ProfessionalS

You as an EI professional bring important expertise to revealing priorities and strategies. This includes:

  • Considering all the information shared by the family and “what it means” for planning meaningful, strengths-based interventions.
  • Providing scaffolding for the family as they determine their priorities for their child’s development.
  • Sharing your developmental expertise in ways so families affirm their confidence in being a parent.

Reflecting on Your Own: Potential Family Priorities

During the conversation to uncover family’s intentions, the family shared specific words and phrases that potentially reflect their priorities. These can be “big” ideas, such as “be his own individual” or specific competencies, such as “express his thoughts.” List those words and phrases the family used. After you document them:

  • Share with the family the list you captured. You can leave the list with the family at the end of the uncover family’s intentions visit or email the list afterwards.
  • Ask the family to group the words/phrases that they believe go together, like a few different word clouds, and send them back to you.

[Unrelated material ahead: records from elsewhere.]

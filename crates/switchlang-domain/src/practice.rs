//! Practice items and the id-keyed maps used by batch evaluation

use crate::EvaluationResult;
use serde::{Deserialize, Serialize};
use std::collections::BTreeMap;

/// One sentence in a practice session
///
/// The item's identity is its index in the session's item sequence. That index
/// is the correlation key for batch evaluation.
#[derive(Debug, Clone, PartialEq, Eq, Default)]
pub struct PracticeItem {
    /// Sentence shown to the learner
    pub source_text: String,

    /// The learner's answer, overwritten on every edit
    pub user_input: String,

    /// Feedback, set at most once
    pub feedback: Option<EvaluationResult>,
}

impl PracticeItem {
    /// Create an unanswered item
    pub fn new(source_text: impl Into<String>) -> Self {
        Self {
            source_text: source_text.into(),
            user_input: String::new(),
            feedback: None,
        }
    }

    /// Whether the learner has typed something
    pub fn has_input(&self) -> bool {
        !self.user_input.trim().is_empty()
    }

    /// Whether the item is a candidate for evaluation
    pub fn is_eligible(&self) -> bool {
        self.has_input() && self.feedback.is_none()
    }
}

/// One entry of a batch request
#[derive(Debug, Clone, PartialEq, Eq, Serialize, Deserialize)]
pub struct BatchItem {
    /// Sentence shown to the learner
    pub source_text: String,

    /// The learner's answer
    pub user_text: String,
}

/// Items to evaluate in one backend call, keyed by session index
pub type BatchRequest = BTreeMap<usize, BatchItem>;

/// Results of one batch call, keyed by session index
///
/// Keys are a subset of the request's keys. Missing keys mean the backend did
/// not return a usable entry for that item.
pub type BatchResponseMap = BTreeMap<usize, EvaluationResult>;

/// Collect the eligible items of `items`, keyed by their original index
pub fn eligible_items(items: &[PracticeItem]) -> BatchRequest {
    items
        .iter()
        .enumerate()
        .filter(|(_, item)| item.is_eligible())
        .map(|(idx, item)| {
            (
                idx,
                BatchItem {
                    source_text: item.source_text.clone(),
                    user_text: item.user_input.clone(),
                },
            )
        })
        .collect()
}

#[cfg(test)]
mod tests {
    use super::*;
    use proptest::prelude::*;

    fn answered(source: &str, answer: &str) -> PracticeItem {
        PracticeItem {
            source_text: source.to_string(),
            user_input: answer.to_string(),
            feedback: None,
        }
    }

    #[test]
    fn test_eligible_items_preserves_indices() {
        let items = vec![
            answered("a", "x"),
            answered("b", ""),
            PracticeItem {
                feedback: Some(EvaluationResult::error("done")),
                ..answered("c", "y")
            },
            answered("d", "z"),
        ];

        let request = eligible_items(&items);
        let ids: Vec<usize> = request.keys().copied().collect();
        assert_eq!(ids, vec![0, 3]);
        assert_eq!(request[&3].source_text, "d");
        assert_eq!(request[&3].user_text, "z");
    }

    #[test]
    fn test_whitespace_input_is_not_eligible() {
        let item = answered("a", "   \n");
        assert!(!item.has_input());
        assert!(!item.is_eligible());
    }

    proptest! {
        #[test]
        fn prop_eligible_ids_are_real_indices(
            inputs in proptest::collection::vec(("[a-z ]{0,6}", any::<bool>()), 0..20)
        ) {
            let items: Vec<PracticeItem> = inputs
                .iter()
                .map(|(text, evaluated)| PracticeItem {
                    source_text: "src".to_string(),
                    user_input: text.clone(),
                    feedback: evaluated.then(|| EvaluationResult::error("x")),
                })
                .collect();

            let request = eligible_items(&items);
            for id in request.keys() {
                prop_assert!(*id < items.len());
                prop_assert!(items[*id].is_eligible());
            }
            let expected = items.iter().filter(|i| i.is_eligible()).count();
            prop_assert_eq!(request.len(), expected);
        }
    }
}
//! Configuration for the Tutor

use crate::error::TutorError;
use serde::{Deserialize, Serialize};

/// Configuration for the Tutor
#[derive(Debug, Clone, PartialEq, Eq, Serialize, Deserialize)]
#[serde(default)]
pub struct TutorConfig {
    /// Upper bound on expressions requested in one call
    pub max_expression_count: usize,

    /// Ask the backend for JSON output mode on evaluation calls
    pub structured_output: bool,

    /// Characters of raw backend text kept in error diagnostics
    pub diagnostic_snippet_chars: usize,
}

impl TutorConfig {
    /// Validate the configuration
    pub fn validate(&self) -> Result<(), TutorError> {
        if self.max_expression_count == 0 {
            return Err(TutorError::Config(
                "max_expression_count must be greater than 0".to_string(),
            ));
        }
        Ok(())
    }

    /// Load configuration from TOML string
    pub fn from_toml(toml_str: &str) -> Result<Self, TutorError> {
        let config: Self = toml::from_str(toml_str)
            .map_err(|e| TutorError::Config(format!("Failed to parse TOML: {}", e)))?;
        config.validate()?;
        Ok(config)
    }

    /// Serialize configuration to TOML string
    pub fn to_toml(&self) -> Result<String, TutorError> {
        toml::to_string_pretty(self)
            .map_err(|e| TutorError::Config(format!("Failed to serialize to TOML: {}", e)))
    }
}

impl Default for TutorConfig {
    fn default() -> Self {
        Self {
            max_expression_count: 30,
            structured_output: true,
            diagnostic_snippet_chars: 200,
        }
    }
}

Let the family know they don’t have to use all the words/phrases you listed.

These word clouds are the family’s potential priorities. For example, a family might group the following words and phrases together: be his own individual, get what he needs and wants, express his thoughts, know we are listening and responding. You’ll know the family’s actual priorities when you and the family reveal priorities and strategies together. Knowing these potential priorities ahead of time will help you identify potential strategies.

Reflecting on Your Own: Potential Strategies

For each priority cluster, consider the strategies the family is already using that contribute to meeting that priority cluster. To do this, reflect on:

  • What responsive caregiving and physical adaptation strategies did the family use?
  • How effective did the family think each strategy was?
  • For strategies the family thinks can be more effective, how might they be tweaked?

Potential tweaks to strategies might be:

  • Identifying any tweaks the family came up with during the uncovering family’s intentions.
  • Generalizing the strategy to more/different contexts.
  • Using the strategy more often within the same contexts.
  • Exploring when to use the strategy and when not use the strategy.
  • Adjusting the specific strategy.

Then, reflect on potential new strategies you might share with the family for that particular priority. Reflect on whether any strategies are needed that:

  • Augment what the family is already doing.
  • Substitute for current strategies the family feels are ineffective.

When considering strategies, remember to include those that directly facilitate the priority cluster, as well as foundational strategies, such as quality parent-child interaction and everyday materials and room arrangements.

You may not share or ultimately utilize all strategies you identified on your own. However, the more strategies you identify, the more likely you will have strategies that fit the family when reflecting together.

Reflecting Together: Revealing Priorities and Strategies

You and the family will reflect together to reveal the family’s priorities and strategies. Reveal priorities first and then go back to identify strategies. The way the family chooses to group the words/phrases might change based on discussions of other priorities.

To reveal each priority, share with the family one group of words they clustered. Ask the family to put the priority in their own words (“What would you say is the overall priority of what you would want your child to be able to do? What words would you use to describe the words grouped together as one big priority?”). Whatever the family says is their priority. Since you learned so much about the family, there’s no need for clarification or revision.

To reveal strategies for each priority…

  • Identify strategies the family said are already effective and can promote meeting the priority. Remember to include strategies that might be indirectly related but an important contributor to meet the priority.
  • Share strategies the family is already using that the family thinks could be more effective. Brainstorm potential tweaks that would address the family’s questions/issues with a strategy for the identified priority.
  • Add new strategies only as necessary if the family feels new strategies are needed. That way, you avoid “new strategy bombardment,” that overwhelming feeling families get when there are too many new strategies to embed into their day. 

For each priority, make sure there are more currently effective strategies than tweaked/new combined.

For most priorities, make sure there are more tweaked strategies than new strategies.

The Practitioner Mental Parking Lot: Most likely, you will bring more strategy ideas to the revealing conversation than you share or the family is interested in using. That’s okay. These ideas can be held onto – in your “mental parking lot” – and shared should the opportunity arise when refining priorities and strategies.